### DATA FOR THE TASK
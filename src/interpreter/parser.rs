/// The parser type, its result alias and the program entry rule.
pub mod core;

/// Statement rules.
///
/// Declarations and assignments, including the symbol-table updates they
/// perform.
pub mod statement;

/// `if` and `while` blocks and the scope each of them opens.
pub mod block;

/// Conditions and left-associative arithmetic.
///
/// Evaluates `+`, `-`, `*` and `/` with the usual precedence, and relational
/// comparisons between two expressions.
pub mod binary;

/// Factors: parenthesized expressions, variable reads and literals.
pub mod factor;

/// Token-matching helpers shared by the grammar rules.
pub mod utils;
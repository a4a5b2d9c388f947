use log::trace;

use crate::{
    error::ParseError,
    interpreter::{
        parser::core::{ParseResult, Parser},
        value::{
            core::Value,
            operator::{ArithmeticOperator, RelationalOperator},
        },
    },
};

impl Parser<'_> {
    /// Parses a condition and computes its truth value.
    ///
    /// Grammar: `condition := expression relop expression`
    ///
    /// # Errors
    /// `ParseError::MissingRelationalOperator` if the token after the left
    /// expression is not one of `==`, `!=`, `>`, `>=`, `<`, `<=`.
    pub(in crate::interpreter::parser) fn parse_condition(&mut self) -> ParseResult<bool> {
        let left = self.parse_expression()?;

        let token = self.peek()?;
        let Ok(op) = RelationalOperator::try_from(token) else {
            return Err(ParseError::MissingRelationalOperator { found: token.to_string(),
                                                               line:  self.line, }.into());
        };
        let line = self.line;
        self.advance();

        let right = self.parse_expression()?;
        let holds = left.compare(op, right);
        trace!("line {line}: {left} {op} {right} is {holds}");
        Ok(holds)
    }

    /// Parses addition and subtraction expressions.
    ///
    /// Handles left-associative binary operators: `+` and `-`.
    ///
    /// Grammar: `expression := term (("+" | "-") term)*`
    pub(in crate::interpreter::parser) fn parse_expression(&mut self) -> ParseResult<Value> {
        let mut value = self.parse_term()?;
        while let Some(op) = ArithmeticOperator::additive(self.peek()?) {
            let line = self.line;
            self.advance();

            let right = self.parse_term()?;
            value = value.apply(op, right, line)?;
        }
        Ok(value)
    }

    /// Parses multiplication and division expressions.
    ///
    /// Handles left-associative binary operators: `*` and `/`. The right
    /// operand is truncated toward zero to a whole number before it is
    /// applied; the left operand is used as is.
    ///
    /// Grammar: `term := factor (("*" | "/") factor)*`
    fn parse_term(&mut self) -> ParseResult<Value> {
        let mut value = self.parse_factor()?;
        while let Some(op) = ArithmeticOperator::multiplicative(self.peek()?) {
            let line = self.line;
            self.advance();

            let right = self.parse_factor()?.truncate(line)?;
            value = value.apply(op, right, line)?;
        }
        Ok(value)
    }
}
==
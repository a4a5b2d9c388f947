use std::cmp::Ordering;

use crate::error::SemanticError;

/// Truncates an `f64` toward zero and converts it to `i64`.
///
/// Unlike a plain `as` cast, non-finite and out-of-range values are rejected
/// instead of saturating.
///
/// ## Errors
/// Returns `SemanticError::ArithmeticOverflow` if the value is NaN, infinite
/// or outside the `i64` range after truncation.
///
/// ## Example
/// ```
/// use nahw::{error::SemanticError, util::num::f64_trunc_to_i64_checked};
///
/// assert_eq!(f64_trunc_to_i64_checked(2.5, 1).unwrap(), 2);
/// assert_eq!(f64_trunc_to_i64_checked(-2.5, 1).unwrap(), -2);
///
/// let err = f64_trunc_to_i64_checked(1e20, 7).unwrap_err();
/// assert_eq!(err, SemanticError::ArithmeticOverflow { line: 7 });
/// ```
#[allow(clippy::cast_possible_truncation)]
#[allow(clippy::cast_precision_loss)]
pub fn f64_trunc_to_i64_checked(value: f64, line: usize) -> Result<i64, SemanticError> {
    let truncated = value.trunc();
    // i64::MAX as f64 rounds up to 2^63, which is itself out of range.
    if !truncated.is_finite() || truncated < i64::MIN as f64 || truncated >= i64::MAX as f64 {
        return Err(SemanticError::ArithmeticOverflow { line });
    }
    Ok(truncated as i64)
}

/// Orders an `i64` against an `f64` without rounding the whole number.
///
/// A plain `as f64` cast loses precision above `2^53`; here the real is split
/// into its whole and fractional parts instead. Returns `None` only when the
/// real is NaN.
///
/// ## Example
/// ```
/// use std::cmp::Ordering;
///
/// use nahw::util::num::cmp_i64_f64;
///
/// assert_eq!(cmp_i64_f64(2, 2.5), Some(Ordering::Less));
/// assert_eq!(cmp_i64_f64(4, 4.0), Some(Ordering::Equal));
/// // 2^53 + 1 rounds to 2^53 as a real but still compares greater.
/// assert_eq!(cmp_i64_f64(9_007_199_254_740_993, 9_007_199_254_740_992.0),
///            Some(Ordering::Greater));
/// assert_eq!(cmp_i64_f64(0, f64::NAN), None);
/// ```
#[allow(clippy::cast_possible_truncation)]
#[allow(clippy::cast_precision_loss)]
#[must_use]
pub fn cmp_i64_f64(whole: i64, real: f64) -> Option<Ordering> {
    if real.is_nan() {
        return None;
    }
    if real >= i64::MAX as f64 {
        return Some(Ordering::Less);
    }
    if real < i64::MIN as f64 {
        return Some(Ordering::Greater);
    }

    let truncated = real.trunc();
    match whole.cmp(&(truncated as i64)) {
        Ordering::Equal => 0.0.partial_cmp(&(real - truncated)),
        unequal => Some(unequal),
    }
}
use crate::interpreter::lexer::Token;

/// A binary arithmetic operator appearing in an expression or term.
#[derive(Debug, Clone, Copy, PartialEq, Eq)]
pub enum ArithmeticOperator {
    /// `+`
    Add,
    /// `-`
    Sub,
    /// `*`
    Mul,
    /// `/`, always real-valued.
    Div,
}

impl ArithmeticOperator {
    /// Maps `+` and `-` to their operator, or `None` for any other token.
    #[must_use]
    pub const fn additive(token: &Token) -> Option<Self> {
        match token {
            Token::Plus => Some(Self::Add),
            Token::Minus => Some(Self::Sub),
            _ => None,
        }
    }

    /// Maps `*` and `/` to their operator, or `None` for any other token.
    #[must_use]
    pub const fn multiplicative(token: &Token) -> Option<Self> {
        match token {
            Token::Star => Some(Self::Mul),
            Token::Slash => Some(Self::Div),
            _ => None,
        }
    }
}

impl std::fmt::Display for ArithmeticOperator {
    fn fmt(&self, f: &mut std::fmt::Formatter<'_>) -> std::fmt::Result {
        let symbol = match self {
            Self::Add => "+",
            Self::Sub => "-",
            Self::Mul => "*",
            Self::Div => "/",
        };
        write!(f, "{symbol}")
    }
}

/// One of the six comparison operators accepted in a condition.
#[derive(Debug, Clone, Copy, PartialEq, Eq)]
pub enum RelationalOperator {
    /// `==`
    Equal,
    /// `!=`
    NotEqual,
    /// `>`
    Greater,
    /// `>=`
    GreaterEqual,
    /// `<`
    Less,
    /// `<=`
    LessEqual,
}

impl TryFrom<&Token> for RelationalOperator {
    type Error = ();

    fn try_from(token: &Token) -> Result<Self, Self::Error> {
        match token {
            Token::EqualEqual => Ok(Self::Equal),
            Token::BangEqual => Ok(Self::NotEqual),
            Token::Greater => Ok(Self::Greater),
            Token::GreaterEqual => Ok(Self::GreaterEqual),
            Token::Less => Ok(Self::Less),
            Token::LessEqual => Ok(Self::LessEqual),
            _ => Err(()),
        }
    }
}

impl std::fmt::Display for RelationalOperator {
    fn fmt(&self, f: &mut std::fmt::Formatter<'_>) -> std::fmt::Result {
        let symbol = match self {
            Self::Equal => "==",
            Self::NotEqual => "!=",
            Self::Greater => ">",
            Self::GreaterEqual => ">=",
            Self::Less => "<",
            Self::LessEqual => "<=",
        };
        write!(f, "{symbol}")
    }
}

### ASSIGNED TASK
Please find each line in the records above that holds the word "their", and copy it.

### RESULT FOR THIS EXERCISE
    /// Maps `+` and `-` to their operator, or `None` for any other token.
    /// Maps `*` and `/` to their operator, or `None` for any other token.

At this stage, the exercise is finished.